• **EXERCISE MATERIAL**:
//! Repository-level clients built on top of [`crate::ops`].
//!
//! - [`git`]: the fork's working copy, as an unbound [`git::Cloner`] and a
//!   cloned [`git::Repository`]

pub mod git;
//! Error kinds surfaced by repository operations.
//!
//! Git reports nearly everything through a non-zero exit status and a line on
//! stderr, so each failed invocation is classified by matching its output
//! against patterns for the operation that produced it.

use std::fmt;
use std::path::PathBuf;
use std::sync::LazyLock;

use regex::Regex;
use thiserror::Error;

use crate::ops::git::GitOutput;

#[derive(Debug, Error)]
pub enum SyncError {
    /// The run was configured in a way that cannot work, e.g. an SSH key with
    /// a non-SSH fork URL.
    #[error("configuration error: {0}")]
    Configuration(String),

    /// Network or authentication failure while talking to a remote.
    #[error("git {operation} failed to reach the remote: {stderr}")]
    Transport {
        operation: GitOperation,
        stderr: String,
    },

    /// A branch, remote or ref that does not exist.
    #[error("git {operation} could not resolve a reference: {stderr}")]
    Reference {
        operation: GitOperation,
        stderr: String,
    },

    /// Git stopped the merge and left conflict markers in the working tree.
    #[error("merge could not be completed automatically: {stderr}")]
    MergeConflict { stderr: String },

    /// Any other failure, passed through as git reported it.
    #[error("git {operation} failed: {stderr}")]
    Git {
        operation: GitOperation,
        stderr: String,
    },

    #[error("failed to execute git: {0}")]
    Spawn(#[source] std::io::Error),

    #[error("I/O error on {}: {source}", path.display())]
    Io {
        path: PathBuf,
        #[source]
        source: std::io::Error,
    },
}

/// The repository operation a git invocation belongs to.
#[derive(Debug, Clone, Copy, PartialEq, Eq)]
pub enum GitOperation {
    Clone,
    Config,
    Checkout,
    AddRemote,
    Fetch,
    Merge,
    Push,
    Inspect,
}

impl fmt::Display for GitOperation {
    fn fmt(&self, f: &mut fmt::Formatter<'_>) -> fmt::Result {
        let name = match self {
            GitOperation::Clone => "clone",
            GitOperation::Config => "config",
            GitOperation::Checkout => "checkout",
            GitOperation::AddRemote => "remote add",
            GitOperation::Fetch => "fetch",
            GitOperation::Merge => "merge",
            GitOperation::Push => "push",
            GitOperation::Inspect => "rev-parse",
        };
        f.write_str(name)
    }
}

static TRANSPORT: LazyLock<Regex> = LazyLock::new(|| {
    Regex::new(
        r"(?i)could not read from remote repository|permission denied|could not resolve host|connection (refused|timed out|closed)|authentication failed|host key verification failed|unable to access|repository not found|\[(remote )?rejected\]|failed to push some refs",
    )
    .unwrap()
});

static REFERENCE: LazyLock<Regex> = LazyLock::new(|| {
    Regex::new(
        r"(?i)did not match any file\(s\) known to git|not something we can merge|invalid reference|no such remote|couldn't find remote ref|does not appear to be a git repository|src refspec .* does not match any",
    )
    .unwrap()
});

static CONFLICT: LazyLock<Regex> = LazyLock::new(|| {
    Regex::new(
        r"(?im)^CONFLICT|automatic merge failed|would be overwritten by merge|refusing to merge unrelated histories",
    )
    .unwrap()
});

/// Turn a failed git invocation into the error kind callers can act on.
///
/// Merge conflicts are reported on stdout, so both streams are inspected.
pub fn classify(operation: GitOperation, output: &GitOutput) -> SyncError {
    let combined = format!("{}\n{}", output.stdout, output.stderr);
    let stderr = failure_message(output);

    match operation {
        GitOperation::Merge if CONFLICT.is_match(&combined) => SyncError::MergeConflict { stderr },
        GitOperation::Merge | GitOperation::Checkout if REFERENCE.is_match(&combined) => {
            SyncError::Reference { operation, stderr }
        }
        // An unknown remote name is tried as a path and then fails to "read
        // from remote repository", so references are checked first.
        GitOperation::Fetch | GitOperation::Push if REFERENCE.is_match(&combined) => {
            SyncError::Reference { operation, stderr }
        }
        GitOperation::Clone | GitOperation::Fetch | GitOperation::Push
            if TRANSPORT.is_match(&combined) =>
        {
            SyncError::Transport { operation, stderr }
        }
        _ => SyncError::Git { operation, stderr },
    }
}

fn failure_message(output: &GitOutput) -> String {
    let stderr = output.stderr.trim();
    if stderr.is_empty() {
        output.stdout.trim().to_string()
    } else {
        stderr.to_string()
    }
}
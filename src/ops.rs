//! Process-level integration with the version control toolchain.
//!
//! - [`git`]: the [`git::GitRunner`] seam through which every `git` process is
//!   spawned, with a real implementation and a mock for tests.

pub mod git;
pub mod clients;
pub mod ops;

mod app;
pub mod commands;
pub mod config;
pub mod error;

// Re-export the entry points used by the binary
pub use app::App;
pub use commands::sync::SyncReport;
pub use config::Config;
pub use error::SyncError;

// Disable colors for all tests to get clean output
#[cfg(test)]
#[ctor::ctor]
fn init_tests() {
    colored::control::set_override(false);
}
#![allow(async_fn_in_trait)]

use std::path::Path;
use std::path::PathBuf;
use std::process::Stdio;

#[cfg(test)]
use mockall::automock;
use tokio::process::Command;
use tracing::debug;

use crate::error::SyncError;

// -----------------------------------------------------------------------------
// Types

/// A single `git` invocation.
#[derive(Debug, Clone, Default, PartialEq, Eq)]
pub struct GitCommand {
    pub cwd: Option<PathBuf>,
    pub args: Vec<String>,
    pub env: Vec<(String, String)>,
}

/// What a finished `git` process left behind.
#[derive(Debug, Clone, Default, PartialEq, Eq)]
pub struct GitOutput {
    pub success: bool,
    pub stdout: String,
    pub stderr: String,
}

impl GitCommand {
    pub fn new<I, S>(args: I) -> Self
    where
        I: IntoIterator<Item = S>,
        S: Into<String>,
    {
        Self {
            cwd: None,
            args: args.into_iter().map(Into::into).collect(),
            env: Vec::new(),
        }
    }

    pub fn current_dir(mut self, dir: &Path) -> Self {
        self.cwd = Some(dir.to_path_buf());
        self
    }

    pub fn env(mut self, key: impl Into<String>, value: impl Into<String>) -> Self {
        self.env.push((key.into(), value.into()));
        self
    }

    /// Look up an environment override set on this command.
    pub fn env_value(&self, key: &str) -> Option<&str> {
        self.env
            .iter()
            .find(|(k, _)| k == key)
            .map(|(_, v)| v.as_str())
    }
}

impl GitOutput {
    pub fn ok(stdout: impl Into<String>) -> Self {
        Self {
            success: true,
            stdout: stdout.into(),
            stderr: String::new(),
        }
    }

    pub fn failed(stderr: impl Into<String>) -> Self {
        Self {
            success: false,
            stdout: String::new(),
            stderr: stderr.into(),
        }
    }
}

// -----------------------------------------------------------------------------
// GitRunner trait

/// Spawns git processes.
///
/// A non-zero exit status is reported through [`GitOutput::success`], not as
/// an error; only a failure to run git at all is an `Err`.
#[cfg_attr(test, automock)]
pub trait GitRunner {
    async fn run(&self, command: GitCommand) -> Result<GitOutput, SyncError>;
}

// -----------------------------------------------------------------------------
// RealGit

/// Real implementation that calls the git CLI
#[derive(Debug, Clone, Default)]
pub struct RealGit {
    extra_env: Vec<(String, String)>,
}

impl RealGit {
    pub fn new() -> Self {
        Self::default()
    }

    /// Add an environment variable to every git process this runner spawns.
    pub fn with_env(mut self, key: impl Into<String>, value: impl Into<String>) -> Self {
        self.extra_env.push((key.into(), value.into()));
        self
    }
}

impl GitRunner for RealGit {
    async fn run(&self, command: GitCommand) -> Result<GitOutput, SyncError> {
        let mut cmd = Command::new("git");
        if let Some(dir) = &command.cwd {
            cmd.current_dir(dir);
        }
        cmd.args(&command.args);

        // Never block on a credential prompt
        cmd.env("GIT_TERMINAL_PROMPT", "0");
        for (k, v) in self.extra_env.iter().chain(command.env.iter()) {
            cmd.env(k, v);
        }

        cmd.stdin(Stdio::null());
        cmd.stdout(Stdio::piped());
        cmd.stderr(Stdio::piped());

        debug!(args = ?command.args, cwd = ?command.cwd, "spawning git");

        let output = cmd.output().await.map_err(SyncError::Spawn)?;

        debug!(status = %output.status, "git exited");

        Ok(GitOutput {
            success: output.status.success(),
            stdout: String::from_utf8_lossy(&output.stdout).into_owned(),
            stderr: String::from_utf8_lossy(&output.stderr).into_owned(),
        })
    }
}
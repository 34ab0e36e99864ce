// SPDX-License-Identifier: MIT
// © 2025–2026 Christopher Liu

//! # Device-Specific Drivers
//!
//! This module contains device-specific drivers that sit above the raw `hw/` layer and below the
//! application logic. They are written against `embedded-hal` PWM pins, so they build and test on
//! the host as well.
//!
//! ## Existing drivers
//!
//! - [`led`] – Status LEDs
//! - [`motor_driver`] – Dual H-bridge wheel driver behind the command protocol (slave board)
//! - [`servo`] – Range-finder scanning servo (master board)

pub mod led;
pub mod motor_driver;
pub mod servo;

pub use led::Led;
pub use motor_driver::{HBridge, MotorDriver};
pub use servo::{Servo, ServoSweep};
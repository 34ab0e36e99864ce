// SPDX-License-Identifier: MIT
// © 2025–2026 Christopher Liu

//! Status LEDs.
//!
//! The master toggles one LED per encoder edge (left / right), so a spinning wheel shows as a
//! flicker. The red LED reports faults: [`Led::light_on_err`] leaves it lit when start-up fails,
//! [`Led::blink`] drives the pattern shown when navigation stops.

use embedded_hal::{blocking::delay::DelayMs, digital::v2::OutputPin};

/// Whether the LED is driven active-high or active-low on the board wiring.
#[derive(Copy, Clone, Debug, Eq, PartialEq)]
pub enum ActiveLevel {
    High,
    Low,
}

/// LED abstraction that remembers its active level and last known state.
pub struct Led<PIN: OutputPin> {
    pin: PIN,
    active: ActiveLevel,
    is_on: bool,
}

impl<PIN: OutputPin> Led<PIN> {
    /// Create an LED wrapper, initializing it to OFF.
    pub fn new(pin: PIN, active: ActiveLevel) -> Self {
        let mut led = Self {
            pin,
            active,
            is_on: true,
        };
        led.off();
        led
    }

    pub fn active_high(pin: PIN) -> Self {
        Self::new(pin, ActiveLevel::High)
    }

    pub fn active_low(pin: PIN) -> Self {
        Self::new(pin, ActiveLevel::Low)
    }

    /// Drive the LED logically ON (true) or OFF (false).
    pub fn set(&mut self, on: bool) {
        let high = matches!(
            (self.active, on),
            (ActiveLevel::High, true) | (ActiveLevel::Low, false)
        );
        let _ = if high {
            self.pin.set_high()
        } else {
            self.pin.set_low()
        };
        self.is_on = on;
    }

    #[inline]
    pub fn on(&mut self) {
        self.set(true);
    }

    #[inline]
    pub fn off(&mut self) {
        self.set(false);
    }

    #[inline]
    pub fn toggle(&mut self) {
        self.set(!self.is_on);
    }

    #[inline]
    pub fn is_on(&self) -> bool {
        self.is_on
    }

    /// Flash `count` times: 50 ms on, 100 ms off.
    pub fn blink<D: DelayMs<u32>>(&mut self, delay: &mut D, count: u8) {
        for _ in 0..count {
            self.on();
            delay.delay_ms(50);
            self.off();
            delay.delay_ms(100);
        }
    }
}

impl<PIN: OutputPin> Led<PIN> {
    /// Turn the LED on if `result` is an error. Hands back the success value.
    pub fn light_on_err<T, E>(&mut self, result: Result<T, E>) -> Option<T> {
        match result {
            Ok(v) => Some(v),
            Err(_) => {
                self.on();
                None
            }
        }
    }
}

• **WHAT IS REQUIRED**: Only the lines with "enum" are needed; find them in the records and copy each one.

• **RESULT FOR THIS TASK**:
pub enum SyncError {
pub enum GitOperation {
pub enum ActiveLevel {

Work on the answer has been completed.